After making the address changes in the Fusion Tables document, and once again exporting the data as KML, I was able to get it into QGIS and run a spatial join with the neighbourhood shapes. I uploaded the shape file to Fusion Tables with Shape to Fusion and added the code to display it on the map.
From there, I just had to get the map online and then add the text for how to use the map. It’s here that my boss, Kerry Powell, constantly reminds me to be better. I suck at writing explanation text for how to use something. I know I do. I need to get better at it and I’m working on it. Kerry very graciously helps me out every single time I create something. Another lesson here: You could make the most awesome widget in the world, but if your readers don’t know how to use it, they won’t.
This also was where copy editing came into play. All the points on the map, when clicked, bring up a popup box with information about the homicide. All that text needed to be copy edited before we put it online. Sometimes the designers/coders/data journalists/whatever can get so caught up in getting something online and working, that tasks like copy editing get pushed aside. It is very important to remember this when trying to determine how long a project will take. Again, this is another lesson learned about building time into the schedule.
Looking back I think we made the right decision about how to visualize the data. Using these tools not only gave us a nice visualization, but also served to help the reporting.

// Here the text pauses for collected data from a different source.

/*!
 * Depth-bounded text digest of a node tree
 *
 * The digest is never shown to the user; it is the structure summary
 * embedded into the remote analysis prompt, so its length stays bounded
 * by the depth limit and the branching factor near the root.
 */

use crate::types::Node;
use crate::utils::format_file_size;

/// Render a node tree as an indented text block, cut off below `max_depth`
pub fn structure_to_text(node: &Node, max_depth: usize) -> String {
    let mut text = String::new();
    append_node(node, 0, max_depth, &mut text);
    text
}

fn append_node(node: &Node, level: usize, max_depth: usize, text: &mut String) {
    let indent = "  ".repeat(level);

    if level > max_depth {
        text.push_str(&indent);
        text.push_str("...\n");
        return;
    }

    match node {
        Node::Folder(folder) => {
            text.push_str(&format!("{}📁 {}/\n", indent, folder.name));
            for child in &folder.children {
                append_node(child, level + 1, max_depth, text);
            }
        }
        Node::File(file) => {
            text.push_str(&format!(
                "{}📄 {} ({})\n",
                indent,
                file.name,
                format_file_size(file.size)
            ));
        }
    }
}

#[cfg(test)]
mod tests {
    use super::*;
    use crate::types::{FileNode, FolderNode, Node};
    use std::path::PathBuf;

    fn file(name: &str, size: u64) -> Node {
        Node::File(FileNode {
            name: name.to_string(),
            path: PathBuf::from(name),
            size,
        })
    }

    fn folder(name: &str, children: Vec<Node>) -> Node {
        Node::Folder(FolderNode {
            name: name.to_string(),
            path: PathBuf::from(name),
            children,
        })
    }

    #[test]
    fn test_digest_lines_and_indent() {
        let tree = folder(
            "root",
            vec![folder("sub", vec![file("b.txt", 2048)]), file("a.txt", 10)],
        );

        let text = structure_to_text(&tree, 3);
        assert_eq!(
            text,
            "📁 root/\n  📁 sub/\n    📄 b.txt (2.0 KB)\n  📄 a.txt (10.0 B)\n"
        );
    }

    #[test]
    fn test_digest_truncates_below_max_depth() {
        let tree = folder(
            "root",
            vec![
                folder("one", vec![file("deep.txt", 1)]),
                folder("two", vec![folder("deeper", vec![])]),
            ],
        );

        let text = structure_to_text(&tree, 0);

        // One truncation marker per immediate child, nothing deeper
        assert_eq!(text, "📁 root/\n  ...\n  ...\n");
        assert!(!text.contains("deep.txt"));
        assert!(!text.contains("deeper"));
    }

    #[test]
    fn test_digest_keeps_nodes_at_the_boundary() {
        let tree = folder("root", vec![folder("sub", vec![file("c.txt", 1)])]);

        let text = structure_to_text(&tree, 1);
        assert_eq!(text, "📁 root/\n  📁 sub/\n    ...\n");
    }
}
/*!
 * Reporting functionality for ScanFS
 *
 * Renders the structure statistics block and the final per-operation
 * results using the tabled library for clean, consistent table rendering.
 */

use std::path::Path;

use tabled::{
    settings::{object::Columns, Alignment, Modify, Padding, Style},
    Table, Tabled,
};

use crate::summary::Summary;
use crate::utils::format_file_size;

/// Outcome of a single dispatched operation
#[derive(Debug, Clone)]
pub struct OpOutcome {
    /// Operation label
    pub operation: String,
    /// Whether the operation completed
    pub success: bool,
    /// Extra detail, e.g. the JSON output path
    pub detail: Option<String>,
}

impl OpOutcome {
    /// Record a successful operation
    pub fn ok(operation: &str) -> Self {
        Self {
            operation: operation.to_string(),
            success: true,
            detail: None,
        }
    }

    /// Attach a detail string to the outcome
    pub fn with_detail(mut self, detail: String) -> Self {
        self.detail = Some(detail);
        self
    }

    /// Record a failed operation
    pub fn failed(operation: &str, detail: String) -> Self {
        Self {
            operation: operation.to_string(),
            success: false,
            detail: Some(detail),
        }
    }
}

/// Format of the report output
pub enum ReportFormat {
    /// Console table output
    ConsoleTable,
}

/// Report generator for run results
pub struct Reporter {
    format: ReportFormat,
}

impl Reporter {
    /// Create a new reporter
    pub fn new(format: ReportFormat) -> Self {
        Self { format }
    }

    /// Render the statistics block for a scanned tree
    pub fn stats_table(&self, summary: &Summary, scan_path: &Path) -> String {
        #[derive(Tabled)]
        struct StatRow {
            #[tabled(rename = "Metric")]
            key: String,

            #[tabled(rename = "Value")]
            value: String,
        }

        let rows = vec![
            StatRow {
                key: "📁 Folders".to_string(),
                value: summary.folders.to_string(),
            },
            StatRow {
                key: "📄 Files".to_string(),
                value: summary.files.to_string(),
            },
            StatRow {
                key: "💾 Total size".to_string(),
                value: format_file_size(summary.total_bytes),
            },
            StatRow {
                key: "📍 Scan path".to_string(),
                value: scan_path.display().to_string(),
            },
        ];

        self.style(Table::new(rows))
    }

    /// Render the final per-operation results table
    pub fn results_table(&self, outcomes: &[OpOutcome]) -> String {
        #[derive(Tabled)]
        struct ResultRow {
            #[tabled(rename = "Operation")]
            operation: String,

            #[tabled(rename = "Result")]
            result: String,
        }

        let rows: Vec<ResultRow> = outcomes
            .iter()
            .map(|outcome| {
                let result = match (&outcome.detail, outcome.success) {
                    (Some(detail), true) => format!("✅ {}", detail),
                    (None, true) => "✅ done".to_string(),
                    (Some(detail), false) => format!("❌ {}", detail),
                    (None, false) => "❌ failed".to_string(),
                };
                ResultRow {
                    operation: outcome.operation.clone(),
                    result,
                }
            })
            .collect();

        self.style(Table::new(rows))
    }

    /// Print a rendered table to stdout
    pub fn print(&self, table: &str) {
        println!("\n{}", table);
    }

    fn style(&self, mut table: Table) -> String {
        match self.format {
            ReportFormat::ConsoleTable => {
                table
                    .with(Style::rounded())
                    .with(Padding::new(1, 1, 0, 0))
                    .with(Modify::new(Columns::new(..)).with(Alignment::left()));
                table.to_string()
            }
        }
    }
}
/*!
 * Configuration handling for ScanFS
 */

use std::env;
use std::path::PathBuf;

use clap::Parser;
use clap_complete::Shell;

use crate::error::{Result, ScanFsError};

/// Fixed chat-completion endpoint
pub const DEFAULT_API_URL: &str = "https://api.deepseek.com/v1/chat/completions";

/// Fixed model identifier sent with every analysis request
pub const DEFAULT_MODEL: &str = "deepseek-chat";

/// Environment variable holding the bearer token
pub const API_KEY_VAR: &str = "DEEPSEEK_API_KEY";

/// Question asked on behalf of the user when `--all` is given
pub const DEFAULT_QUESTION: &str =
    "Analyze the structure, type, and likely purpose of this project";

/// Command-line arguments for ScanFS
#[derive(Parser, Debug, Clone)]
#[clap(
    name = "scanfs",
    version = env!("CARGO_PKG_VERSION"),
    about = "Scan directory structures, export them as JSON, and analyze them with an LLM",
    long_about = "Reads a local directory tree, displays it as a tree, summarizes it, \
exports it as a JSON document, and can forward a depth-bounded digest of it to a \
chat-completion endpoint for analysis."
)]
pub struct Args {
    /// Directory to scan
    #[clap(long, short, default_value = ".")]
    pub path: String,

    /// Display the directory tree
    #[clap(long, short)]
    pub tree: bool,

    /// Show file sizes in the tree display
    #[clap(long, short)]
    pub size: bool,

    /// Save the directory structure to the given JSON file
    #[clap(long, short, value_name = "FILE")]
    pub json: Option<String>,

    /// Display structure statistics
    #[clap(long)]
    pub stats: bool,

    /// Ask the AI a question about the directory structure
    #[clap(long, value_name = "QUESTION")]
    pub ai: Option<String>,

    /// Maximum directory depth for the AI digest
    #[clap(long, default_value = "3")]
    pub depth: usize,

    /// Run every operation: tree, stats, JSON export, AI analysis
    #[clap(long, short)]
    pub all: bool,

    /// JSON output file name used by --all
    #[clap(long, short, default_value = "file_structure.json")]
    pub output: String,

    /// Generate shell completions
    #[clap(long = "generate", value_enum)]
    pub generate: Option<Shell>,
}

/// Resolved application configuration
#[derive(Clone, Debug)]
pub struct Config {
    /// Target directory to scan
    pub target_dir: PathBuf,

    /// Display the directory tree
    pub tree: bool,

    /// Show file sizes in the tree display
    pub show_size: bool,

    /// Display structure statistics
    pub stats: bool,

    /// JSON export target, if requested
    pub json_file: Option<PathBuf>,

    /// Question for the AI, if requested
    pub question: Option<String>,

    /// Maximum directory depth for the AI digest
    pub max_depth: usize,
}

impl Config {
    /// Create configuration from command-line arguments
    ///
    /// `--all` expands into every operation, with the canned question and
    /// the `--output` file name taking over the AI and JSON slots.
    pub fn from_args(args: Args) -> Self {
        let (tree, stats, json, ai) = if args.all {
            (
                true,
                true,
                Some(args.output.clone()),
                Some(DEFAULT_QUESTION.to_string()),
            )
        } else {
            (args.tree, args.stats, args.json.clone(), args.ai.clone())
        };

        Self {
            target_dir: PathBuf::from(args.path),
            tree,
            show_size: args.size,
            stats,
            json_file: json.map(PathBuf::from),
            question: ai,
            max_depth: args.depth,
        }
    }

    /// True when no operation flag was selected
    pub fn no_operations(&self) -> bool {
        !self.tree && !self.stats && self.json_file.is_none() && self.question.is_none()
    }

    /// Validate that the target path exists
    pub fn validate(&self) -> Result<()> {
        if !self.target_dir.exists() {
            return Err(ScanFsError::PathNotFound(
                self.target_dir.display().to_string(),
            ));
        }
        Ok(())
    }
}

/// Settings for the remote analysis endpoint
///
/// Passed explicitly into the analyzer rather than read as ambient state,
/// so tests can inject a fake token and endpoint.
#[derive(Clone, Debug)]
pub struct ApiConfig {
    /// Bearer token for the endpoint
    pub api_key: String,
    /// Chat-completion URL
    pub api_url: String,
    /// Model identifier
    pub model: String,
}

impl ApiConfig {
    /// Read the bearer token, consulting a local `.env` file first
    ///
    /// A missing `.env` file is fine; the process environment still counts.
    /// A missing token is a fatal configuration error.
    pub fn from_env() -> Result<Self> {
        let _ = dotenvy::dotenv();

        let api_key = env::var(API_KEY_VAR).map_err(|_| {
            ScanFsError::Config(format!("{} environment variable not set", API_KEY_VAR))
        })?;

        Ok(Self {
            api_key,
            api_url: DEFAULT_API_URL.to_string(),
            model: DEFAULT_MODEL.to_string(),
        })
    }
}
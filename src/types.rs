/*!
 * Core types and data structures for the ScanFS application
 */

use std::path::PathBuf;

use serde::{Deserialize, Serialize};

/// Represents a folder in the scanned tree
#[derive(Debug, Clone, PartialEq, Eq, Serialize, Deserialize)]
pub struct FolderNode {
    /// Folder name
    pub name: String,
    /// Absolute path of the folder
    pub path: PathBuf,
    /// Entries directly below this folder, sorted by name
    pub children: Vec<Node>,
}

/// Represents a regular file in the scanned tree
#[derive(Debug, Clone, PartialEq, Eq, Serialize, Deserialize)]
pub struct FileNode {
    /// File name
    pub name: String,
    /// Path as joined during the walk (relative if the scan target was)
    pub path: PathBuf,
    /// Size in bytes
    pub size: u64,
}

/// A generic filesystem node
///
/// Serializes with a `type` discriminant of `"folder"` or `"file"`, which is
/// also the shape of the exported JSON document.
#[derive(Debug, Clone, PartialEq, Eq, Serialize, Deserialize)]
#[serde(tag = "type", rename_all = "lowercase")]
pub enum Node {
    /// Folder node with its children
    Folder(FolderNode),
    /// File node with its size
    File(FileNode),
}

impl Node {
    /// Name of the underlying entry
    pub fn name(&self) -> &str {
        match self {
            Node::Folder(folder) => &folder.name,
            Node::File(file) => &file.name,
        }
    }
}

Specifically, the heat map confirmed what had long been thought about the downtown core of the city: Downtown Edmonton is “Deadmonton”. It also disproved the reputation that one area of the city had picked up: Millwoods is not “Killwoods”. The points also gave us an interesting look at homicides over time. We were able to see that along 107th Avenue and 86th Street, there exists a corridor of death. This information was included in one of the year-end wrap-up stories about where homicides happen.
In the end, this project turned out to be a lot more work than anticipated. If I had to do it over, I would have built in more time for revisions and coding. I also would have brought more people on board earlier to try and determine what we were trying to visualize. Working out an idea is great, but if the idea keeps changing, you’re never going to finish.